DD was really tiny when she was a baby, right at the bottom of the chart.
Comments from other mums didn't really bother me unduly, but comments from health professionals would often reduce me to tears afterwards, because I felt they knew what they were talking about, and they were confirming my fears that I was failing DD somehow because she was so small.

The worst two times for me was when the GP gaped at DD at her 8 week check, and asked me how many WEEKS premature she had been, and I had to say, actually she was 6 days overdue.
And when I went to ask the health visitor's advice on weaning because DD was just about to turn 6 months, and I got a massive lecture about not introducing solids before 4 months old, and HV wouldn't believe me how old she was and ended up looking up her age in her red book, then said to me (completely unabashed) "oh yes, she is 6 months, I thought she must be about 2 or 3 months, I've never seen a 6 month old that small"

NormaSnorks · 12/02/2010 11:26

Moomma - just to comment on one thing you posted: "I just want her to be 'normal' - she IS normal!

A bell-shaped normal distribution curve is exeactly that - normal... just because there are fewer children at either end of it (i.e. very small/ very large) it doesn't make them less normal.

Please try to worry less about this, unless your GP or HV confirms there is a genuine medical issue.
(and HVs can be insensitive old cows anyway)

majafa · 12/02/2010 11:29

It does get bloomin annoying tho, does'nt it?
My 11 yr old is skinny tall thing, hes 5ft 4 & 3/4 in (must get it right you know)
And I often get people saying, 'oh is he yours? hes nearly as tall as you!'
(Im 5ft 4in by the way)
well yes I know that, I live with him, and no I dont put him in grow bags.
Can you tell it gets to me sometimes

Allets · 12/02/2010 11:43

DS1 has always been extraordinarily tall - 61cms at birth and 153 cms at age 8. He has size six feet and endures a never ending barage of comments on his size. It doesn't worry him.
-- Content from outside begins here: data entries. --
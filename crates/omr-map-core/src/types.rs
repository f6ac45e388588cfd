use serde::{Deserialize, Serialize};

use crate::geom::BBox;

/// One raw record from an external detector run: a box, the detector's
/// class id, and its confidence. Confidence thresholds are applied by the
/// detector collaborator before these records reach the engine.
#[derive(Clone, Copy, Debug, PartialEq, Serialize, Deserialize)]
pub struct Detection {
    pub bbox: BBox,
    pub class_id: u32,
    pub confidence: f32,
}

/// Answer-option letter. The only labels this engine ever produces.
#[derive(Clone, Copy, Debug, Eq, PartialEq, Ord, PartialOrd, Hash, Serialize, Deserialize)]
pub enum OptionLabel {
    A,
    B,
    C,
    D,
}

impl OptionLabel {
    /// Canonical left-to-right column order.
    pub const SEQUENCE: [OptionLabel; 4] =
        [OptionLabel::A, OptionLabel::B, OptionLabel::C, OptionLabel::D];

    pub fn as_str(&self) -> &'static str {
        match self {
            OptionLabel::A => "A",
            OptionLabel::B => "B",
            OptionLabel::C => "C",
            OptionLabel::D => "D",
        }
    }
}

impl std::fmt::Display for OptionLabel {
    fn fmt(&self, f: &mut std::fmt::Formatter<'_>) -> std::fmt::Result {
        f.write_str(self.as_str())
    }
}

/// Whether an option glyph came from the detector or was synthesized to
/// fill a column slot the glyph detector missed.
#[derive(Clone, Copy, Debug, Eq, PartialEq, Serialize, Deserialize)]
#[serde(rename_all = "lowercase")]
pub enum Provenance {
    Detected,
    Synthesized,
}

/// A detected rendering of one answer letter at a fixed sheet position.
///
/// `selected` starts false and is flipped exactly once, by the matching
/// stage, together with the matched circle's `mapped` flag.
#[derive(Clone, Copy, Debug, PartialEq, Serialize, Deserialize)]
pub struct OptionGlyph {
    pub bbox: BBox,
    pub label: OptionLabel,
    pub selected: bool,
    pub provenance: Provenance,
}

impl OptionGlyph {
    pub fn detected(bbox: BBox, label: OptionLabel) -> Self {
        Self {
            bbox,
            label,
            selected: false,
            provenance: Provenance::Detected,
        }
    }
}

/// A candidate filled/circled mark. `mapped` records whether it was
/// associated with an option glyph; unmapped circles still anchor row
/// geometry but contribute no label.
#[derive(Clone, Copy, Debug, PartialEq, Serialize, Deserialize)]
pub struct MarkCircle {
    pub bbox: BBox,
    pub mapped: bool,
}

impl MarkCircle {
    pub fn new(bbox: BBox) -> Self {
        Self {
            bbox,
            mapped: false,
        }
    }
}

/// Location of a question-number glyph. Used only as a fallback reference
/// when no section-start detection exists.
#[derive(Clone, Copy, Debug, PartialEq, Serialize, Deserialize)]
pub struct QuestionAnchor {
    pub bbox: BBox,
}

/// Verdict classification for one question row.
#[derive(Clone, Copy, Debug, Eq, PartialEq, Serialize, Deserialize)]
#[serde(rename_all = "lowercase")]
pub enum RowStatus {
    Ok,
    Blank,
    Multiple,
}

/// The selected answer(s) of one question.
///
/// Serializes as `null`, `"A"`, or `["A","C"]`.
#[derive(Clone, Debug, PartialEq, Serialize, Deserialize)]
#[serde(untagged)]
pub enum Answer {
    None,
    Single(OptionLabel),
    Multiple(Vec<OptionLabel>),
}

impl Answer {
    /// Build an answer (and its status) from the selected labels of a row.
    pub fn from_labels(mut labels: Vec<OptionLabel>) -> (Answer, RowStatus) {
        match labels.len() {
            0 => (Answer::None, RowStatus::Blank),
            1 => (Answer::Single(labels.remove(0)), RowStatus::Ok),
            _ => (Answer::Multiple(labels), RowStatus::Multiple),
        }
    }

    pub fn labels(&self) -> &[OptionLabel] {
        match self {
            Answer::None => &[],
            Answer::Single(label) => std::slice::from_ref(label),
            Answer::Multiple(labels) => labels,
        }
    }
}

/// Per-question verdict: the answer and its status. The status is always
/// consistent with the number of labels (0 blank, 1 ok, 2+ multiple).
#[derive(Clone, Debug, PartialEq, Serialize, Deserialize)]
pub struct QuestionResult {
    pub answer: Answer,
    pub status: RowStatus,
}

impl QuestionResult {
    pub fn from_labels(labels: Vec<OptionLabel>) -> Self {
        let (answer, status) = Answer::from_labels(labels);
        Self { answer, status }
    }
}

/// One page's verdicts: ordered mapping from local question index
/// (1-based, top-to-bottom) to result.
#[derive(Clone, Debug, Default, PartialEq, Serialize, Deserialize)]
#[serde(transparent)]
pub struct PageResult {
    pub questions: std::collections::BTreeMap<u32, QuestionResult>,
}

impl PageResult {
    pub fn from_row_results(results: Vec<QuestionResult>) -> Self {
        Self {
            questions: results
                .into_iter()
                .enumerate()
                .map(|(i, r)| (i as u32 + 1, r))
                .collect(),
        }
    }

    pub fn is_empty(&self) -> bool {
        self.questions.is_empty()
    }

    /// Maximum local question index, not the row count. The distinction
    /// matters to the cross-page offset when rows go undetected.
    pub fn max_index(&self) -> Option<u32> {
        self.questions.keys().next_back().copied()
    }
}

#[cfg(test)]
mod tests {
    use super::*;

    #[test]
    fn page_result_indexing_is_one_based() {
        let page = PageResult::from_row_results(vec![
            QuestionResult::from_labels(vec![OptionLabel::A]),
            QuestionResult::from_labels(vec![]),
        ]);
        assert_eq!(page.questions.len(), 2);
        assert_eq!(page.max_index(), Some(2));
        assert_eq!(page.questions[&1].status, RowStatus::Ok);
        assert_eq!(page.questions[&2].status, RowStatus::Blank);
        assert_eq!(PageResult::default().max_index(), None);
    }

    #[test]
    fn answer_status_tracks_label_count() {
        let (a, s) = Answer::from_labels(vec![]);
        assert_eq!(a, Answer::None);
        assert_eq!(s, RowStatus::Blank);

        let (a, s) = Answer::from_labels(vec![OptionLabel::B]);
        assert_eq!(a, Answer::Single(OptionLabel::B));
        assert_eq!(s, RowStatus::Ok);

        let (a, s) = Answer::from_labels(vec![OptionLabel::A, OptionLabel::C]);
        assert_eq!(a, Answer::Multiple(vec![OptionLabel::A, OptionLabel::C]));
        assert_eq!(s, RowStatus::Multiple);
    }

    #[test]
    fn labels_expose_the_selected_set() {
        assert!(Answer::None.labels().is_empty());
        assert_eq!(Answer::Single(OptionLabel::B).labels(), &[OptionLabel::B]);
        assert_eq!(
            Answer::Multiple(vec![OptionLabel::A, OptionLabel::D]).labels(),
            &[OptionLabel::A, OptionLabel::D]
        );
    }

    #[test]
    fn answer_serializes_as_null_string_or_list() {
        let blank = QuestionResult::from_labels(vec![]);
        assert_eq!(
            serde_json::to_string(&blank).unwrap(),
            r#"{"answer":null,"status":"blank"}"#
        );

        let single = QuestionResult::from_labels(vec![OptionLabel::D]);
        assert_eq!(
            serde_json::to_string(&single).unwrap(),
            r#"{"answer":"D","status":"ok"}"#
        );

        let multi = QuestionResult::from_labels(vec![OptionLabel::A, OptionLabel::C]);
        assert_eq!(
            serde_json::to_string(&multi).unwrap(),
            r#"{"answer":["A","C"],"status":"multiple"}"#
        );
    }
}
My DS2 was, in the words of our paediatrician the fattest baby he'd ever treated. He was the roundest, roliest, poliest baby you have ever seen (well over the 100th centile). The comments I endured about him were hideous. Now that he's five he is well built child but has no fat on him whatsoever.

DD was also a very, very fat baby. She was born early, struggled to put weight on at first (she didn't break the 10lb barrier until she was 12 weeks old). She zoomed up the charts after that and is now a chubby but healthy 2.5 year old.

No matter what you do. There is always some busybody who will comment.

Water. Ducks. Back.

duchesse · 12/02/2010 12:20

Allets, I'm sure your baby was chunky, but just wanted to say that nobody can be over the 100th centile. It's not mathematically possible. If your baby was the chunkiest baby ever charted, that would make put him or her on the 100th centile. They would be the 100th centile. As you were.

DorotheaPlenticlew · 12/02/2010 12:39

Is that definitely right, duchesse?

Last time I took DS to be weighed (admittedly a looong time ago now, must have been in connection with a vaccination, maybe MMR), the HV was unable to plot his weight on her chart because the chart for his age didn't go that high. I didn't get (or at least haven't retained in my head) a "centile" related comment but wonder if that is similar to Allets's experience.

witchwithallthetrimmings · 12/02/2010 12:50

yes it is right, the highest line plotted would be 99th or 98th line. To plot the 100 centile line they would need to weigh the heaviest baby in the world time and time again over his first year.